[INSTRUCTIONS FOR THE TASK] Check each line of the data for "whose", and copy the ones that have it.

[DATASET RECORDS]

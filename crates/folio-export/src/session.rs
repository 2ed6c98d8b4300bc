//! Export session: one source document, its registered images and the passes
//! that turn rendered markup into a portable artifact.

use std::fmt::Write as _;
use std::sync::Arc;

use bytes::Bytes;
use folio_common::{ExportConfig, ExportError, MathDelimiters, Retypeset};
use markdown_weaver_escape::escape_html_body_text;

use crate::dom::{Document, DocumentKind, Element, Node};
use crate::images::{ImagePass, ImagePassReport, PassMode};
use crate::math::{MathConverter, MathReport};
use crate::notify::{Notifier, NotifyLevel, TracingNotifier};
use crate::occurrence::{OccurrenceMap, build_occurrence_map};
use crate::preview::{MemoryPreviewStore, PreviewStore};
use crate::raster::{ImageRasterizer, Rasterizer};
use crate::registry::{ImageRegistry, RegistryEntry};
use crate::source;
use crate::types::{AccessibilityReportRow, AnnotationFragment};

const KATEX_CSS: &str = "https://cdn.jsdelivr.net/npm/katex@0.16.9/dist/katex.min.css";
const KATEX_JS: &str = "https://cdn.jsdelivr.net/npm/katex@0.16.9/dist/katex.min.js";
const KATEX_AUTO_RENDER: &str =
    "https://cdn.jsdelivr.net/npm/katex@0.16.9/dist/contrib/auto-render.min.js";

/// Result of [`ExportSession::export_artifact`].
#[derive(Debug, Clone)]
pub struct ExportArtifact {
    /// Standalone HTML document
    pub html: String,
    /// Every degraded path taken, in pass order
    pub warnings: Vec<String>,
    /// Source occurrences whose image was never registered
    pub missing: Vec<AnnotationFragment>,
    pub math: MathReport,
    pub images: ImagePassReport,
}

/// Owns the registry and occurrence map for one document.
///
/// Lifecycle: create, [`load_source`](Self::load_source), register images, run
/// the preview or export passes as often as needed, then
/// [`dispose`](Self::dispose).
pub struct ExportSession {
    config: ExportConfig,
    registry: ImageRegistry,
    notifier: Arc<dyn Notifier>,
    occurrences: OccurrenceMap,
}

impl std::fmt::Debug for ExportSession {
    fn fmt(&self, f: &mut std::fmt::Formatter<'_>) -> std::fmt::Result {
        f.debug_struct("ExportSession")
            .field("config", &self.config)
            .field("registry", &self.registry)
            .field("occurrences", &self.occurrences.occurrence_count())
            .finish_non_exhaustive()
    }
}

impl Default for ExportSession {
    fn default() -> Self {
        Self::new(ExportConfig::default())
    }
}

impl ExportSession {
    pub fn new(config: ExportConfig) -> Self {
        let rasterizer = Arc::new(ImageRasterizer::new(config.jpeg_quality));
        Self::with_parts(
            config,
            rasterizer,
            Arc::new(MemoryPreviewStore::new()),
            Arc::new(TracingNotifier),
        )
    }

    pub fn with_parts(
        config: ExportConfig,
        rasterizer: Arc<dyn Rasterizer>,
        previews: Arc<dyn PreviewStore>,
        notifier: Arc<dyn Notifier>,
    ) -> Self {
        Self {
            config,
            registry: ImageRegistry::new(rasterizer, previews),
            notifier,
            occurrences: OccurrenceMap::default(),
        }
    }

    pub fn config(&self) -> &ExportConfig {
        &self.config
    }

    pub fn registry(&self) -> &ImageRegistry {
        &self.registry
    }

    pub fn occurrences(&self) -> &OccurrenceMap {
        &self.occurrences
    }

    /// Parses `source` and replaces the occurrence map.
    pub fn load_source(&mut self, source: &str) -> &OccurrenceMap {
        self.occurrences = build_occurrence_map(source::detect_image_references(source));
        tracing::debug!(
            files = self.occurrences.len(),
            occurrences = self.occurrences.occurrence_count(),
            "source loaded"
        );
        &self.occurrences
    }

    pub fn detect_image_references(&self, source: &str) -> Vec<AnnotationFragment> {
        source::detect_image_references(source)
    }

    /// Occurrences in `source` whose image is not registered.
    pub fn missing_images(&self, source: &str) -> Vec<AnnotationFragment> {
        source::detect_image_references(source)
            .into_iter()
            .filter(|fragment| self.registry.resolve(&fragment.filename).is_none())
            .collect()
    }

    pub fn all_images_available(&self, source: &str) -> bool {
        self.missing_images(source).is_empty()
    }

    pub fn accessibility_report(&self, source: &str) -> Vec<AccessibilityReportRow> {
        source::detect_image_references(source)
            .iter()
            .map(AccessibilityReportRow::from)
            .collect()
    }

    pub async fn register_image(
        &self,
        filename: impl Into<String>,
        data: impl Into<Bytes>,
    ) -> Result<Arc<RegistryEntry>, ExportError> {
        self.registry.register_image(filename, data).await
    }

    pub fn remove_image(&self, filename: &str) -> bool {
        self.registry.remove_image(filename)
    }

    pub fn clear_registry(&self) {
        self.registry.clear();
    }

    /// Points images at their preview references. Returns how many were
    /// substituted.
    pub fn replace_images_for_preview(&self, document: &mut Document) -> usize {
        self.run_image_pass(PassMode::Preview, document).replaced
    }

    pub fn export_images(&self, document: &mut Document) -> ImagePassReport {
        self.run_image_pass(PassMode::Export, document)
    }

    /// Embeds registered images into `markup` as data URLs.
    pub fn replace_images_for_export(&self, markup: &str) -> String {
        let mut document = Document::parse(markup);
        self.export_images(&mut document);
        document.to_html()
    }

    pub fn convert_rendered_math_to_source(&self, markup: &str) -> String {
        MathConverter::new(&self.config).convert_markup(markup).0
    }

    fn run_image_pass(&self, mode: PassMode, document: &mut Document) -> ImagePassReport {
        ImagePass::new(
            mode,
            &self.occurrences,
            &self.registry,
            &self.config.long_description_label,
        )
        .run(document)
    }

    /// Runs the whole pipeline on `rendered`, the converter's output for
    /// `source`, and produces a standalone document.
    #[tracing::instrument(level = "debug", skip_all)]
    pub fn export_artifact(&mut self, source: &str, rendered: &str) -> ExportArtifact {
        self.load_source(source);
        let mut document = Document::parse(rendered);

        let math = MathConverter::new(&self.config).convert(&mut document);
        let images = self.export_images(&mut document);
        let html = match document.kind {
            DocumentKind::Fragment => write_document(&self.config, &document),
            DocumentKind::Full => {
                add_head_assets(&self.config, &mut document);
                document.to_html()
            }
        };

        let warnings: Vec<String> = math
            .warnings
            .iter()
            .chain(&images.warnings)
            .cloned()
            .collect();
        for warning in &warnings {
            self.notifier.notify(NotifyLevel::Warning, warning);
        }
        let missing = self.missing_images(source);
        if !missing.is_empty() {
            self.notifier.notify(
                NotifyLevel::Warning,
                &format!("{} image occurrence(s) have no registered file", missing.len()),
            );
        }

        ExportArtifact {
            html,
            warnings,
            missing,
            math,
            images,
        }
    }

    /// Releases every preview reference held by the session.
    pub fn dispose(self) {
        self.registry.clear();
    }
}

fn head_assets(config: &ExportConfig) -> Vec<Element> {
    match config.retypeset {
        Retypeset::None => Vec::new(),
        Retypeset::KatexCdn => vec![
            Element::new("link")
                .with_attr("rel", "stylesheet")
                .with_attr("href", KATEX_CSS),
            Element::new("script")
                .with_attr("defer", "")
                .with_attr("src", KATEX_JS),
            Element::new("script")
                .with_attr("defer", "")
                .with_attr("src", KATEX_AUTO_RENDER)
                .with_attr("onload", auto_render_call(config.math_delimiters)),
        ],
    }
}

/// Auto-render hook recognising the delimiters math is exported with.
fn auto_render_call(delimiters: MathDelimiters) -> String {
    let pair = |display: bool| {
        let (left, right) = delimiters.pair(display);
        format!(
            "{{left: '{}', right: '{}', display: {display}}}",
            left.replace('\\', "\\\\"),
            right.replace('\\', "\\\\")
        )
    };
    // `$$` must be listed before `$`
    format!(
        "renderMathInElement(document.body, {{delimiters: [{}, {}]}});",
        pair(true),
        pair(false)
    )
}

/// Wraps a body fragment into a complete document.
pub fn write_document(config: &ExportConfig, body: &Document) -> String {
    let title = config.title.as_deref().unwrap_or("Untitled");
    let mut out = String::new();
    out.push_str("<!DOCTYPE html>\n");
    out.push_str("<html lang=\"en\">\n");
    out.push_str("<head>\n");
    out.push_str("  <meta charset=\"utf-8\">\n");
    out.push_str("  <meta name=\"viewport\" content=\"width=device-width, initial-scale=1\">\n");
    out.push_str("  <title>");
    let _ = escape_html_body_text(&mut out, title);
    out.push_str("</title>\n");
    for asset in head_assets(config) {
        let _ = writeln!(out, "  {}", asset.to_html());
    }
    out.push_str("</head>\n");
    out.push_str("<body>\n");
    out.push_str(&body.to_html());
    out.push_str("\n</body>\n");
    out.push_str("</html>\n");
    out
}

/// Appends typesetting assets to the `<head>` of a full document.
fn add_head_assets(config: &ExportConfig, document: &mut Document) {
    let Some(head) = document
        .children
        .iter_mut()
        .filter_map(Node::as_element_mut)
        .find(|element| element.is("html"))
        .and_then(|html| {
            html.children
                .iter_mut()
                .filter_map(Node::as_element_mut)
                .find(|element| element.is("head"))
        })
    else {
        return;
    };
    head.children
        .extend(head_assets(config).into_iter().map(Node::Element));
}

#[cfg(test)]
mod tests;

[EXERCISE RESULT]
    /// Source occurrences whose image was never registered
    /// Occurrences in `source` whose image is not registered.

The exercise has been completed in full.